IN recent years, Zimbabwe has been grappling with a growing drug abuse problem, particularly with the rise of synthetic drugs.
Synthetic drugs, also known as designer drugs or legal highs, are chemically engineered substances that mimic the effects of illegal drugs such as cocaine, heroin, or marijuana.
These drugs are often produced in clandestine laboratories and have made their way onto the streets of Zimbabwe, posing a significant threat to public health and safety.
One of the most prevalent synthetic drugs in Zimbabwe is known as “guka, domo and mutoriro,” which are locally produced substances that are highly addictive and dangerous.
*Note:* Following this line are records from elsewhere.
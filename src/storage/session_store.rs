//! Saves and restores the in-progress claim as a flat string map.
//!
//! Only typed inputs are written. Attachments are never persisted and
//! derived outputs are rebuilt by the caller after a restore.

use std::collections::BTreeMap;
use std::sync::Arc;

use tracing::{debug, warn};

use crate::errors::StoreError;
use crate::form::registry::FieldRegistry;
use crate::form::session::Session;

use super::{KeyValueStore, Result, SESSION_KEY};

#[derive(Clone)]
pub struct SessionPersistence {
    store: Arc<dyn KeyValueStore>,
}

impl std::fmt::Debug for SessionPersistence {
    fn fmt(&self, f: &mut std::fmt::Formatter<'_>) -> std::fmt::Result {
        f.debug_struct("SessionPersistence").finish_non_exhaustive()
    }
}

impl SessionPersistence {
    pub fn new(store: Arc<dyn KeyValueStore>) -> Self {
        Self { store }
    }

    /// Overwrites the single saved snapshot. Returns the serialized token.
    pub fn save(&self, session: &Session, registry: &FieldRegistry) -> Result<String> {
        let fields: BTreeMap<&str, String> = registry
            .fields()
            .filter(|descriptor| !descriptor.derived && !registry.is_file(descriptor.key))
            .map(|descriptor| (descriptor.key, session.value(descriptor.key).to_plain()))
            .collect();
        let token = serde_json::to_string(&fields)?;
        self.store.set(SESSION_KEY, &token)?;
        debug!(fields = fields.len(), "session saved");
        Ok(token)
    }

    /// Loads the saved snapshot. Missing or malformed data yields `None`.
    pub fn restore(&self, registry: &FieldRegistry) -> Option<Session> {
        match self.try_restore(registry) {
            Ok(session) => session,
            Err(err) => {
                warn!(error = %err, "discarding unreadable saved session");
                None
            }
        }
    }

    fn try_restore(&self, registry: &FieldRegistry) -> Result<Option<Session>> {
        let Some(raw) = self.store.get(SESSION_KEY)? else {
            return Ok(None);
        };
        let fields: BTreeMap<String, serde_json::Value> = serde_json::from_str(&raw)
            .map_err(|err| StoreError::Decode(err.to_string()))?;

        let mut session = Session::new(registry);
        for (key, value) in fields {
            let Ok(descriptor) = registry.get(&key) else {
                debug!(key = %key, "ignoring unknown saved field");
                continue;
            };
            if descriptor.derived || registry.is_file(descriptor.key) {
                continue;
            }
            let text = match value {
                serde_json::Value::String(text) => text,
                serde_json::Value::Null => String::new(),
                serde_json::Value::Number(number) => number.to_string(),
                serde_json::Value::Bool(flag) => flag.to_string(),
                other => {
                    return Err(StoreError::Decode(format!(
                        "field `{key}` holds a nested value: {other}"
                    )))
                }
            };
            session
                .set(descriptor.key, descriptor.restore_input(&text))
                .map_err(|err| StoreError::Decode(err.to_string()))?;
        }
        Ok(Some(session))
    }

    pub fn clear(&self) -> Result<()> {
        self.store.clear(SESSION_KEY)
    }
}

#[cfg(test)]
mod tests {
    use super::*;
    use crate::form::field::{FieldDescriptor, FieldKind, FieldValue, FileRef, YesNo};
    use crate::storage::MemoryStore;

    fn registry() -> FieldRegistry {
        FieldRegistry::from_descriptors(vec![
            FieldDescriptor::new("claim-number", FieldKind::Text).required(),
            FieldDescriptor::new("acv", FieldKind::Number),
            FieldDescriptor::new("rideshare", FieldKind::Flag),
            FieldDescriptor::new("miles-since-purchase", FieldKind::Number).derived(),
            FieldDescriptor::new("attachments", FieldKind::File),
        ])
        .unwrap()
    }

    #[test]
    fn round_trip_excludes_files_and_derived_outputs() {
        let registry = registry();
        let store = Arc::new(MemoryStore::new());
        let persistence = SessionPersistence::new(store.clone());

        let mut session = Session::new(&registry);
        session.set("claim-number", FieldValue::text("CLM-9")).unwrap();
        session.set("acv", FieldValue::Number(12500.0)).unwrap();
        session.set("rideshare", FieldValue::Flag(YesNo::No)).unwrap();
        session.set("miles-since-purchase", FieldValue::Number(5.0)).unwrap();
        session
            .set("attachments", FieldValue::Files(vec![FileRef::new("a.pdf", 10)]))
            .unwrap();

        let token = persistence.save(&session, &registry).unwrap();
        assert!(!token.contains("attachments"));
        assert!(!token.contains("miles-since-purchase"));

        let restored = persistence.restore(&registry).unwrap();
        assert_eq!(restored.value("claim-number"), &FieldValue::text("CLM-9"));
        assert_eq!(restored.value("acv"), &FieldValue::Number(12500.0));
        assert_eq!(restored.value("rideshare"), &FieldValue::Flag(YesNo::No));
        assert_eq!(restored.value("attachments"), &FieldValue::Empty);
        assert_eq!(restored.value("miles-since-purchase"), &FieldValue::Empty);
    }

    #[test]
    fn malformed_snapshot_is_treated_as_absent() {
        let registry = registry();
        let store = Arc::new(MemoryStore::new());
        store.set(SESSION_KEY, "{not json").unwrap();
        let persistence = SessionPersistence::new(store.clone());
        assert!(persistence.restore(&registry).is_none());

        store.set(SESSION_KEY, "{\"acv\": {\"nested\": true}}").unwrap();
        assert!(persistence.restore(&registry).is_none());
    }

    #[test]
    fn unknown_keys_are_ignored() {
        let registry = registry();
        let store = Arc::new(MemoryStore::new());
        store
            .set(SESSION_KEY, "{\"legacy-field\":\"x\",\"claim-number\":\"CLM-1\"}")
            .unwrap();
        let restored = SessionPersistence::new(store).restore(&registry).unwrap();
        assert_eq!(restored.value("claim-number"), &FieldValue::text("CLM-1"));
    }

    #[test]
    fn clear_removes_snapshot() {
        let registry = registry();
        let store = Arc::new(MemoryStore::new());
        let persistence = SessionPersistence::new(store);
        persistence.save(&Session::new(&registry), &registry).unwrap();
        persistence.clear().unwrap();
        assert!(persistence.restore(&registry).is_none());
    }
}
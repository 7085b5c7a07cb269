use tracing::{debug, info};

use crate::errors::{FormError, SectionValidationError};
use crate::form::registry::FieldRegistry;
use crate::form::session::Session;

/// Ordered, named partition of field ids presented together.
#[derive(Debug, Clone, PartialEq, Eq)]
pub struct Section {
    pub id: &'static str,
    pub title: &'static str,
    pub fields: Vec<&'static str>,
}

impl Section {
    pub fn new(id: &'static str, title: &'static str, fields: Vec<&'static str>) -> Self {
        Self { id, title, fields }
    }

    pub fn required_fields<'a>(
        &'a self,
        registry: &'a FieldRegistry,
    ) -> impl Iterator<Item = &'static str> + 'a {
        self.fields
            .iter()
            .copied()
            .filter(move |key| registry.is_required(key))
    }

    /// Required fields of this section that are still empty, in field order.
    pub fn missing_required(&self, registry: &FieldRegistry, session: &Session) -> Vec<&'static str> {
        self.required_fields(registry)
            .filter(|key| !session.is_filled(key))
            .collect()
    }
}

/// Result of a navigation command.
#[derive(Debug, Clone, Copy, PartialEq, Eq)]
pub enum Navigation {
    Moved { from: &'static str, to: &'static str },
    /// Already at the boundary in the requested direction.
    Stayed(&'static str),
}

impl Navigation {
    pub fn active(&self) -> &'static str {
        match self {
            Navigation::Moved { to, .. } => to,
            Navigation::Stayed(id) => id,
        }
    }
}

/// Section state machine: exactly one active section, revisitable at will.
#[derive(Debug, Clone)]
pub struct SectionNavigator {
    sections: Vec<Section>,
    active: usize,
}

impl SectionNavigator {
    /// Builds the navigator, checking every referenced field is registered
    /// and that no field belongs to two sections.
    pub fn new(sections: Vec<Section>, registry: &FieldRegistry) -> Result<Self, FormError> {
        if sections.is_empty() {
            return Err(FormError::UnknownSection("<none defined>".into()));
        }
        let mut seen = std::collections::HashSet::new();
        for section in &sections {
            if !seen.insert(section.id) {
                return Err(FormError::DuplicateField(format!("section {}", section.id)));
            }
        }
        let mut placed = std::collections::HashSet::new();
        for field in sections.iter().flat_map(|section| section.fields.iter()) {
            registry.get(field)?;
            if !placed.insert(*field) {
                return Err(FormError::DuplicateField((*field).to_string()));
            }
        }
        Ok(Self {
            sections,
            active: 0,
        })
    }

    pub fn sections(&self) -> &[Section] {
        &self.sections
    }

    pub fn active(&self) -> &Section {
        &self.sections[self.active]
    }

    pub fn active_index(&self) -> usize {
        self.active
    }

    pub fn first(&self) -> &Section {
        &self.sections[0]
    }

    pub fn section(&self, id: &str) -> Result<&Section, FormError> {
        self.position(id).map(|idx| &self.sections[idx])
    }

    /// Section that owns the given field, if any.
    pub fn section_of(&self, field: &str) -> Option<&Section> {
        self.sections
            .iter()
            .find(|section| section.fields.iter().any(|key| *key == field))
    }

    fn position(&self, id: &str) -> Result<usize, FormError> {
        self.sections
            .iter()
            .position(|section| section.id == id)
            .ok_or_else(|| FormError::UnknownSection(id.to_string()))
    }

    /// Unconditional jump used by direct section selection.
    pub fn go_to(&mut self, id: &str) -> Result<Navigation, FormError> {
        let target = self.position(id)?;
        Ok(self.move_to(target))
    }

    pub fn validate_section(
        &self,
        id: &str,
        registry: &FieldRegistry,
        session: &Session,
    ) -> Result<Vec<&'static str>, FormError> {
        Ok(self.section(id)?.missing_required(registry, session))
    }

    /// Moves forward only when the active section has no empty required fields.
    pub fn advance(
        &mut self,
        registry: &FieldRegistry,
        session: &Session,
    ) -> Result<Navigation, SectionValidationError> {
        let current = self.active();
        if self.active + 1 >= self.sections.len() {
            return Ok(Navigation::Stayed(current.id));
        }
        let missing = current.missing_required(registry, session);
        if !missing.is_empty() {
            debug!(section = current.id, missing = ?missing, "advance refused");
            return Err(SectionValidationError {
                section: current.id,
                missing,
            });
        }
        Ok(self.move_to(self.active + 1))
    }

    /// Moves back one section without validating.
    pub fn retreat(&mut self) -> Navigation {
        if self.active == 0 {
            return Navigation::Stayed(self.active().id);
        }
        self.move_to(self.active - 1)
    }

    pub fn reset(&mut self) {
        self.active = 0;
    }

    fn move_to(&mut self, target: usize) -> Navigation {
        let from = self.active().id;
        self.active = target;
        let to = self.active().id;
        if from == to {
            return Navigation::Stayed(to);
        }
        info!(from, to, "section changed");
        Navigation::Moved { from, to }
    }
}

#[cfg(test)]
mod tests {
    use super::*;
    use crate::form::field::{FieldDescriptor, FieldKind, FieldValue};

    fn fixture() -> (FieldRegistry, SectionNavigator, Session) {
        let registry = FieldRegistry::from_descriptors(vec![
            FieldDescriptor::new("a", FieldKind::Text).required(),
            FieldDescriptor::new("b", FieldKind::Text),
            FieldDescriptor::new("c", FieldKind::Text).required(),
            FieldDescriptor::new("d", FieldKind::Text),
        ])
        .unwrap();
        let navigator = SectionNavigator::new(
            vec![
                Section::new("one", "One", vec!["a", "b"]),
                Section::new("two", "Two", vec!["c"]),
                Section::new("three", "Three", vec!["d"]),
            ],
            &registry,
        )
        .unwrap();
        let session = Session::new(&registry);
        (registry, navigator, session)
    }

    #[test]
    fn advance_is_refused_until_section_is_complete() {
        let (registry, mut navigator, mut session) = fixture();

        let err = navigator.advance(&registry, &session).unwrap_err();
        assert_eq!(err.section, "one");
        assert_eq!(err.missing, vec!["a"]);
        assert_eq!(navigator.active().id, "one");

        session.set("a", FieldValue::text("filled")).unwrap();
        let nav = navigator.advance(&registry, &session).unwrap();
        assert_eq!(nav, Navigation::Moved { from: "one", to: "two" });
    }

    #[test]
    fn advance_at_last_section_is_a_no_op() {
        let (registry, mut navigator, session) = fixture();
        navigator.go_to("three").unwrap();
        assert_eq!(
            navigator.advance(&registry, &session).unwrap(),
            Navigation::Stayed("three")
        );
    }

    #[test]
    fn retreat_never_validates_and_stops_at_first() {
        let (_registry, mut navigator, _session) = fixture();
        navigator.go_to("two").unwrap();
        assert_eq!(
            navigator.retreat(),
            Navigation::Moved { from: "two", to: "one" }
        );
        assert_eq!(navigator.retreat(), Navigation::Stayed("one"));
    }

    #[test]
    fn go_to_unknown_section_fails() {
        let (_registry, mut navigator, _session) = fixture();
        assert!(matches!(
            navigator.go_to("nowhere"),
            Err(FormError::UnknownSection(_))
        ));
    }

    #[test]
    fn sections_must_reference_registered_fields() {
        let registry =
            FieldRegistry::from_descriptors(vec![FieldDescriptor::new("a", FieldKind::Text)])
                .unwrap();
        let err =
            SectionNavigator::new(vec![Section::new("one", "One", vec!["zz"])], &registry)
                .unwrap_err();
        assert_eq!(err, FormError::UnknownField("zz".into()));
    }
}
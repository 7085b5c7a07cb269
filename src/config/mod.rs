use std::{
    fs,
    path::{Path, PathBuf},
};

use serde::{Deserialize, Serialize};

use crate::errors::ConfigError;
use crate::submission::dispatch::TransportSettings;
use crate::utils::{app_data_dir, write_atomic};

/// Output flavour of the rendered claim document.
#[derive(Debug, Clone, Copy, PartialEq, Eq, Default, Serialize, Deserialize)]
#[serde(rename_all = "lowercase")]
pub enum DocumentFormat {
    #[default]
    Text,
    Html,
}

#[derive(Debug, Clone, PartialEq, Eq, Serialize, Deserialize)]
#[serde(default)]
pub struct ClaimConfig {
    /// Directory of the saved-session store. Relative paths resolve against
    /// the application data directory.
    pub store_dir: PathBuf,
    pub outbox_dir: PathBuf,
    pub service_id: String,
    pub template_id: String,
    #[serde(skip_serializing_if = "Option::is_none")]
    pub public_key: Option<String>,
    pub document_format: DocumentFormat,
    pub organisation: String,
}

impl Default for ClaimConfig {
    fn default() -> Self {
        Self {
            store_dir: PathBuf::from("session"),
            outbox_dir: PathBuf::from("outbox"),
            service_id: "claims_outbox".into(),
            template_id: "claim_submission".into(),
            public_key: None,
            document_format: DocumentFormat::Text,
            organisation: "Ascent Administration".into(),
        }
    }
}

impl ClaimConfig {
    pub fn transport(&self) -> TransportSettings {
        TransportSettings {
            service_id: self.service_id.clone(),
            template_id: self.template_id.clone(),
        }
    }

    pub fn store_dir_in(&self, base: &Path) -> PathBuf {
        resolve(base, &self.store_dir)
    }

    pub fn outbox_dir_in(&self, base: &Path) -> PathBuf {
        resolve(base, &self.outbox_dir)
    }
}

fn resolve(base: &Path, path: &Path) -> PathBuf {
    if path.is_absolute() {
        path.to_path_buf()
    } else {
        base.join(path)
    }
}

/// Loads and saves [`ClaimConfig`] under `<base>/config/config.json`.
#[derive(Debug, Clone)]
pub struct ConfigManager {
    base_dir: PathBuf,
    config_path: PathBuf,
}

impl ConfigManager {
    pub fn new() -> Result<Self, ConfigError> {
        Self::with_base_dir(app_data_dir())
    }

    pub fn with_base_dir(base: PathBuf) -> Result<Self, ConfigError> {
        fs::create_dir_all(&base)?;
        let config_dir = base.join("config");
        fs::create_dir_all(&config_dir)?;
        let config_path = config_dir.join("config.json");
        Ok(Self {
            base_dir: base,
            config_path,
        })
    }

    pub fn base_dir(&self) -> &Path {
        &self.base_dir
    }

    pub fn config_path(&self) -> &Path {
        &self.config_path
    }

    pub fn load(&self) -> Result<ClaimConfig, ConfigError> {
        if self.config_path.exists() {
            let data = fs::read_to_string(&self.config_path)?;
            serde_json::from_str(&data).map_err(|err| ConfigError::Serde(err.to_string()))
        } else {
            Ok(ClaimConfig::default())
        }
    }

    pub fn save(&self, config: &ClaimConfig) -> Result<(), ConfigError> {
        let json = serde_json::to_string_pretty(config)
            .map_err(|err| ConfigError::Serde(err.to_string()))?;
        write_atomic(&self.config_path, &json)?;
        Ok(())
    }
}
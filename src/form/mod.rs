pub mod completion;
pub mod derive;
pub mod field;
pub mod layout;
pub mod registry;
pub mod rules;
pub mod section;
pub mod session;
pub mod visibility;
pub mod wizard;

pub use completion::{CompletionState, SectionCompletion};
pub use derive::{DerivedRule, DerivedValueEngine, RecomputeReport};
pub use field::{FieldDescriptor, FieldKind, FieldValue, FileRef, YesNo};
pub use layout::keys;
pub use registry::FieldRegistry;
pub use rules::{SimulatedDecoder, VehicleDecoder, VehicleDetails};
pub use section::{Navigation, Section, SectionNavigator};
pub use session::Session;
pub use visibility::{RevealRule, VisibilityRules};
pub use wizard::{ClaimWizard, FieldChange};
These drugs are usually sold as a white powder or in pill form, and the effects can range from increased energy and euphoria to hallucinations and paranoia.
Their accessibility and affordability have contributed to its popularity among young people, who often fall victim to its addictive nature.
“Wese anoriputa anogara achiteerwa as in kungocheuka cheuka achiita seakurasika njere and doing things that are not normal,” said a parent.
One Mugwisi from Majubheki in Mbare said that youths abuse these drugs to forget and overcome their worries.
“So the ghetto youths who take drugs say they do so to forget their worries and troubles.
“To them it’s helpful yet killing them at the same time. There is more trouble to individuals and to the community.
“They will be doing whatever they like and stealing from their neigbhours as well as being involved in robberies.
“These drugs are more addictive and they would want to continue taking more.
“Some say they get commission for inviting other users yet they will be destroying someone’s life,” he said.
Another parent said:
“Our children are losing it all, you find most of them are no longer respectful of their parents.
“Their characters are rogue and we wonder now kuti vana vakutorasa hunhu nekuda kwemadrugs iwaya.
“There should be a way to quickly deal with this problem.”
The consequences of crystal meth, guka and dombo abuse have been devastating for individuals and communities.
“Users experience severe physical and mental health problems, including heart palpitations, respiratory issues, anxiety and depression.
“The drug also fuels criminal activities as addicts’ resort to theft, prostitution and other illegal means to sustain their habits.
“Moreover, the strain on the healthcare system, to address the rising number of drug-related emergencies and overdoses, is overwhelming,” said another parent.
A drug user Musombe said:
“Dombo gives me strength when I am doing my daily work.
“Dombo neGuka zvibaba panhau dzekusimbisa maworks, inini manje ndikatora izvi ndoswera ndichishanda handimboneti” he said.
“At first I was ashamed to be a tout because I am educated but this gives me power and strength.
“When I take this drug ndotowana ushingi, ndichitanga kupinda muchihwindi ndainyara nekuti mashamwari aindiseka nekuti nditore munhu akadzidza muchindiona kudai.”